I consider myself a very prepared person, I'm always ready for a crisis. working in healthcare will do that.

I hold my breath and brace for the cold, throw my hand up and grab the canoe, "keep kicking your legs and breathe" I tell myself to retain focus.

20 seconds and dad still isn't above the water, I begin to worry...splash, there he is, facing the other direction. "TURN AROUND GRAB THE CANOE" I scream at him

he turns and his eyes are bloodshot from the cold and he has a...weird...look on his face (which I now know is being in shock, at the time I didn't make the connection) and he grabs the the canoe

so we are up river from the falls, in between the falls is a fairly large island, and before the one on the left (see picture) is a smaller island. I do a quick speed calculation and figure we cant get to the small one considering how fast we are moving down river, so I scream "kick the other direction!" and dad being in shock and technically unconscious (he has no recollection after hitting the water) he yells "NO NO NO NO NO" and I yell back "THE FUCK YOU MEAN "NO"?? KICK THAT WAY" *pointing at the big island* no response, just kicking the wrong direction

so I say "fuck it, I guess we're going this way" miss the island by 100ft..speeding to the falls...on a complete whim and some sort of intervention, I manage to find a spot where the water is only up to my stomach (I'm 6 foot 3, 1.6meters I think) and I grab let go of the canoe and grab my dad (by this point I realize hes in shock) he isn't moving and his face is turning white

I stand in this spot against the current for 20 minutes, trying to find a way off and onto the island, water is too deep and running to fast. crazy luck that I even managed to get to the spot I was standing in. at that point I see my uncle and tom on the island, screaming at me.

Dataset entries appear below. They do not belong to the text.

//! Turns fetch outcomes into the text shown in the three output fields.

use crate::{condition::ConditionCategory, failure::WeatherFailure, model::WeatherResult};

const ABSOLUTE_ZERO_C: f64 = 273.15;

/// Display fields derived from a successful fetch.
#[derive(Debug, Clone, PartialEq)]
pub struct DisplayModel {
    /// Whole degrees Celsius, e.g. `15°C`.
    pub temperature: String,
    /// Whole degrees Fahrenheit, e.g. `59°F`. Not shown unless asked for.
    pub temperature_fahrenheit: String,
    pub description: String,
    pub emoji: &'static str,
    pub category: ConditionCategory,
}

pub fn kelvin_to_celsius(kelvin: f64) -> f64 {
    kelvin - ABSOLUTE_ZERO_C
}

pub fn kelvin_to_fahrenheit(kelvin: f64) -> f64 {
    kelvin * 9.0 / 5.0 - 459.67
}

/// Round to the nearest whole degree, ties to even, and append `unit`.
pub fn format_degrees(value: f64, unit: char) -> String {
    // Rounding through i64 avoids printing "-0".
    format!("{}°{unit}", value.round_ties_even() as i64)
}

pub fn present(result: &WeatherResult) -> DisplayModel {
    let category = ConditionCategory::from_id(result.condition_id);

    DisplayModel {
        temperature: format_degrees(kelvin_to_celsius(result.temperature_kelvin), 'C'),
        temperature_fahrenheit: format_degrees(kelvin_to_fahrenheit(result.temperature_kelvin), 'F'),
        description: result.condition_description.clone(),
        emoji: category.glyph(),
        category,
    }
}

/// Two-line message: a summary, then what the user can do about it.
pub fn describe_error(failure: &WeatherFailure) -> String {
    match failure {
        WeatherFailure::BadRequest => "Bad request:\nPlease check your input".to_string(),
        WeatherFailure::Unauthorized => "Unauthorized:\nInvalid API key".to_string(),
        WeatherFailure::Forbidden => "Forbidden:\nAccess denied".to_string(),
        WeatherFailure::NotFound => "Not Found:\ncity is not found".to_string(),
        WeatherFailure::ServerError { code: 503 } => "Server unavailable:\nServer is down".to_string(),
        WeatherFailure::ServerError { .. } => {
            "Internal server error:\nPlease try again later".to_string()
        }
        WeatherFailure::GatewayError { code: 504 } => {
            "Gateway timeout:\nNo response from the server".to_string()
        }
        WeatherFailure::GatewayError { .. } => {
            "Bad gateway:\nInvalid response from the server".to_string()
        }
        WeatherFailure::ConnectionError => {
            "Connection Error:\ncheck your internet connection".to_string()
        }
        WeatherFailure::Timeout => "Timeout error:\nThe request timed out".to_string(),
        WeatherFailure::TooManyRedirects => "Too many redirects:\ncheck URL".to_string(),
        WeatherFailure::OtherHttpError { message, .. } => {
            format!("HTTP error occurred:\n{message}")
        }
        WeatherFailure::OtherRequestError(message) => format!("Request Error:\n{message}"),
    }
}

/// State of the three output labels.
///
/// Owned by the front end and updated only through [`WeatherView::apply`] and
/// friends, so an error can never leave a stale emoji or description behind.
#[derive(Debug, Clone, Default, PartialEq, Eq)]
pub struct WeatherView {
    pub temperature: String,
    pub emoji: String,
    pub description: String,
    pub is_error: bool,
}

impl WeatherView {
    pub fn show_weather(&mut self, model: &DisplayModel) {
        self.temperature = model.temperature.clone();
        self.emoji = model.emoji.to_string();
        self.description = model.description.clone();
        self.is_error = false;
    }

    /// The message takes the temperature slot; emoji and description are cleared.
    pub fn show_error(&mut self, failure: &WeatherFailure) {
        self.temperature = describe_error(failure);
        self.emoji.clear();
        self.description.clear();
        self.is_error = true;
    }

    pub fn apply(&mut self, outcome: &Result<WeatherResult, WeatherFailure>) {
        match outcome {
            Ok(result) => self.show_weather(&present(result)),
            Err(failure) => self.show_error(failure),
        }
    }
}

the long story short, they threw a rope and tom dropped it because he doesn't handle pressure very well, so my only choice is to swim across the current to the shallow area...45 minutes of standing in the cold water, dad is turning blue and I'm barely feeling anything below my waist, I decided its either stay here and wait for the cold to kill my dad and make me to numb to swim, or just go for it. both ending with me probably going over the falls anyway.

I'm a fighter, I choose the latter.

one arm, swimming like a fuckin madman, I make it halfway before I realize with all of the weight, I'm being dragged into the current. so I tell dad "ready? were going over.." he says "hrrrglebughhh" (hes speaking nonsense by that point) I wrap my arm around his head to cushion it, and as I'm about to do the same to my own (20feet from the edge of the falls) I see a rock, instinctively I kick my foot and wedge it under.

we are stuck. water is only 3ft but I'm to tired to stand up, holding my dad. I look up...uncle and tom running to grab us...

fast forward 2 minutes, they are stripping my dad naked (hes blue and purple and unconscious) my uncle screams at me to go make a fire, I grab his matches and rush down to where we got dropped off (theres a firepit there) and make a fire.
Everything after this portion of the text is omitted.